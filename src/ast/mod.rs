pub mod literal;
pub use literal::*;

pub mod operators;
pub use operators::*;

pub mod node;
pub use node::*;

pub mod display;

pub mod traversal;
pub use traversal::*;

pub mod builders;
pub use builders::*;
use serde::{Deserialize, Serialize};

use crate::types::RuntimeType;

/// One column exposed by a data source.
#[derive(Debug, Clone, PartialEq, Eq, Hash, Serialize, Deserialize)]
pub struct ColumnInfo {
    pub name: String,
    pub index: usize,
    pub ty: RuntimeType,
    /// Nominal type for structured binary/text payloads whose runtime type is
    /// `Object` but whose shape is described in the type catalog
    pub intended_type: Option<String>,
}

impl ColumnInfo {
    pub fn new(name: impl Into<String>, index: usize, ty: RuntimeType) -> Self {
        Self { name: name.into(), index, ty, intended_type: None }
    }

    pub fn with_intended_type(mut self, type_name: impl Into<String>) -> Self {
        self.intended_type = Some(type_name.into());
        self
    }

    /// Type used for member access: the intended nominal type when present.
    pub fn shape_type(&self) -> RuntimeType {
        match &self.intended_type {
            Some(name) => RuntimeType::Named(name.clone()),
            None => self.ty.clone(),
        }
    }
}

--

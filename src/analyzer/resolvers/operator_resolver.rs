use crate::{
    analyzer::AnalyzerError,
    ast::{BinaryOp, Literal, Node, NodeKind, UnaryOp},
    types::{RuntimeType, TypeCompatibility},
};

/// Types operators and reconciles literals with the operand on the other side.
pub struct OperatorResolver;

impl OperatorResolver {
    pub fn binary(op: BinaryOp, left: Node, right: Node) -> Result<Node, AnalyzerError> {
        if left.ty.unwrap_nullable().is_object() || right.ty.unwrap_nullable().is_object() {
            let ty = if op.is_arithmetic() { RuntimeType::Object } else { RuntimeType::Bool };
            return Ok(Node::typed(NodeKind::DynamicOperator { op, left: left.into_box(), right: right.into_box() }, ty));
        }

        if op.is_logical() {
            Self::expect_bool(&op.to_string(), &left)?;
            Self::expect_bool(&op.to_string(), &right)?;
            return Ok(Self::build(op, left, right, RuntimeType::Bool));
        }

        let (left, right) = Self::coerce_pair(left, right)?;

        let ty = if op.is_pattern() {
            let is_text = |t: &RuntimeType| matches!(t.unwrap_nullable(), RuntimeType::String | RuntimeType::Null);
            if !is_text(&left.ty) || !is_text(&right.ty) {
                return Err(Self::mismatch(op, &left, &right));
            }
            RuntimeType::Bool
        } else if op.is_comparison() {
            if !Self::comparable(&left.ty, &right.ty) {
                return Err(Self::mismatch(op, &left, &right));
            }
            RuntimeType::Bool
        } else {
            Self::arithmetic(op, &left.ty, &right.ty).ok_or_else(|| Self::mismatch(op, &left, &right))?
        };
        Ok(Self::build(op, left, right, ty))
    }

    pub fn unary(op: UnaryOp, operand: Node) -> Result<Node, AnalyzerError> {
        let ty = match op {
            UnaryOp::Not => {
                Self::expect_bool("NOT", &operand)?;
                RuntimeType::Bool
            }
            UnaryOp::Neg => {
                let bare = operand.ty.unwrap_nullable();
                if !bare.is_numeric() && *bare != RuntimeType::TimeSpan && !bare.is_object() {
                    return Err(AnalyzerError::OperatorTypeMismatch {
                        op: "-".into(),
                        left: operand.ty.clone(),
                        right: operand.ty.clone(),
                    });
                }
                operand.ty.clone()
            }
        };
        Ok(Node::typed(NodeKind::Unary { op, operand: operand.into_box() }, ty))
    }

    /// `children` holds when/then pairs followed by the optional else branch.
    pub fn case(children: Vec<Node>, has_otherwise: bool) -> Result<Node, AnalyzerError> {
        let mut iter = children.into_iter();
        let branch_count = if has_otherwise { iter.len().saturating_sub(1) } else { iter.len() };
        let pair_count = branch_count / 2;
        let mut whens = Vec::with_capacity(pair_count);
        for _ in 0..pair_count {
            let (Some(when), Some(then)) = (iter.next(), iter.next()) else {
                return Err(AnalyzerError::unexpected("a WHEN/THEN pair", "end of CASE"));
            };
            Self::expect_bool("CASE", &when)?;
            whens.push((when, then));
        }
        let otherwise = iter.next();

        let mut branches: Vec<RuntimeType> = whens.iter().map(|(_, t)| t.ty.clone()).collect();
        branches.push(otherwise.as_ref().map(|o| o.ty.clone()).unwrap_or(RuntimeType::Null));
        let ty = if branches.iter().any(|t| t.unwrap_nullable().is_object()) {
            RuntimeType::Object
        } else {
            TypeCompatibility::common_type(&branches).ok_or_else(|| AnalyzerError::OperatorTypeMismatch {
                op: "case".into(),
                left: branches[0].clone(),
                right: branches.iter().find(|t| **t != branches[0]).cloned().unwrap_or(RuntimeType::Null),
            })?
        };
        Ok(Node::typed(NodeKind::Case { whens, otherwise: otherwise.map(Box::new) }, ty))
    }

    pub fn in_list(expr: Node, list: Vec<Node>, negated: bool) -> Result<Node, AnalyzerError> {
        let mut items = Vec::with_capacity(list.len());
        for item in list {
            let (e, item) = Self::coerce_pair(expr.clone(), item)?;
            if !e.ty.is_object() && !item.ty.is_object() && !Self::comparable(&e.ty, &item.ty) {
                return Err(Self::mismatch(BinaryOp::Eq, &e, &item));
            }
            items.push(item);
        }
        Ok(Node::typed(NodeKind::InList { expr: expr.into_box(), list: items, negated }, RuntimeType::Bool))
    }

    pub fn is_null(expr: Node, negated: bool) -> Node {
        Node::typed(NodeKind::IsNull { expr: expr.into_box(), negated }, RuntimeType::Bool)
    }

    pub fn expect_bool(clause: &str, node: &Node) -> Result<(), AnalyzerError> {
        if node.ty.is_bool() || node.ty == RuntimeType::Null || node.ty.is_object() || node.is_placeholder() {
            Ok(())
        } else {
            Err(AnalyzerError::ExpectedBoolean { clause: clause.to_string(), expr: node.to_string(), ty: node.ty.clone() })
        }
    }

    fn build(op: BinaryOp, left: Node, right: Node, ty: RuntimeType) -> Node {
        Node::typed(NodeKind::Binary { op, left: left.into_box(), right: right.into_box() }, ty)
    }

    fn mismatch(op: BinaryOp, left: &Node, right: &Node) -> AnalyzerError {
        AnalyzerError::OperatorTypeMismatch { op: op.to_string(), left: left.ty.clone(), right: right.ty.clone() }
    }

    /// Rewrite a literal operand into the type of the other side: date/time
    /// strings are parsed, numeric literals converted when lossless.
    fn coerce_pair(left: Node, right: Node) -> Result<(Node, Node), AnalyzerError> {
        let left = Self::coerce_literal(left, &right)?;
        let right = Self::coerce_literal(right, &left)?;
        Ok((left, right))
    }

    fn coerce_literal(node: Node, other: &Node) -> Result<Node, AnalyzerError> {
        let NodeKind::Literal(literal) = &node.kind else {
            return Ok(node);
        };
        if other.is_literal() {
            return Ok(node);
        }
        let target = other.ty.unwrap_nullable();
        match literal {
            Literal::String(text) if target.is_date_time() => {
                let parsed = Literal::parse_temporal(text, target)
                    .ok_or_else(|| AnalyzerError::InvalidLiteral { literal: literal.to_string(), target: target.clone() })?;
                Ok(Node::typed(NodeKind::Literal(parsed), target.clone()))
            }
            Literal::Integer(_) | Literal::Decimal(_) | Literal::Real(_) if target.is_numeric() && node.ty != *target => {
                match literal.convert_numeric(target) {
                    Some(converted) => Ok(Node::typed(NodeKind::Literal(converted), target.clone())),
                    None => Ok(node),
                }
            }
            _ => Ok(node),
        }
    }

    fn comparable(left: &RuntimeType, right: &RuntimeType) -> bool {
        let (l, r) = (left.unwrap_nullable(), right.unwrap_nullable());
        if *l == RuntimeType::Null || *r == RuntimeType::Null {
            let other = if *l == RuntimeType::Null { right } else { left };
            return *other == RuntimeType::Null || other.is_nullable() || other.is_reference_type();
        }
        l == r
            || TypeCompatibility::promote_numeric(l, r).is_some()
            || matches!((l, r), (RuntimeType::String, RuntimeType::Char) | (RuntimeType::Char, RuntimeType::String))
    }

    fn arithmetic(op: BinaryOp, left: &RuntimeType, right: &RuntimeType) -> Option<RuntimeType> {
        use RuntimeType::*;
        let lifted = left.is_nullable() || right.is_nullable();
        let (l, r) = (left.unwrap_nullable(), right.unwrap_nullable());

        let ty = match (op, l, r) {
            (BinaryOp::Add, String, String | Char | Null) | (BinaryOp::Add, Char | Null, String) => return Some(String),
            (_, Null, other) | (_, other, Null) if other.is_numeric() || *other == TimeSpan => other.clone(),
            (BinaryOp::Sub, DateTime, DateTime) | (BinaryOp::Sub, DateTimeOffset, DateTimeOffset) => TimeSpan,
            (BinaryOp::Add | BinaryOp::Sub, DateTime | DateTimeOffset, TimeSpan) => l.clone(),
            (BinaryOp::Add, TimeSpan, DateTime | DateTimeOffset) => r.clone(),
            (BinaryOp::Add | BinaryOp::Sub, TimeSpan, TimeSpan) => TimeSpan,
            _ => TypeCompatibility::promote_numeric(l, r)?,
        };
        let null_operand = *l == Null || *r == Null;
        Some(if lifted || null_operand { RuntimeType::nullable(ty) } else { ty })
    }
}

> **PROBLEM STATEMENT**
List the lines of the records where "literals" occurs.

> **WORKED SOLUTION**
/// Types operators and reconciles literals with the operand on the other side.
    /// strings are parsed, numeric literals converted when lossless.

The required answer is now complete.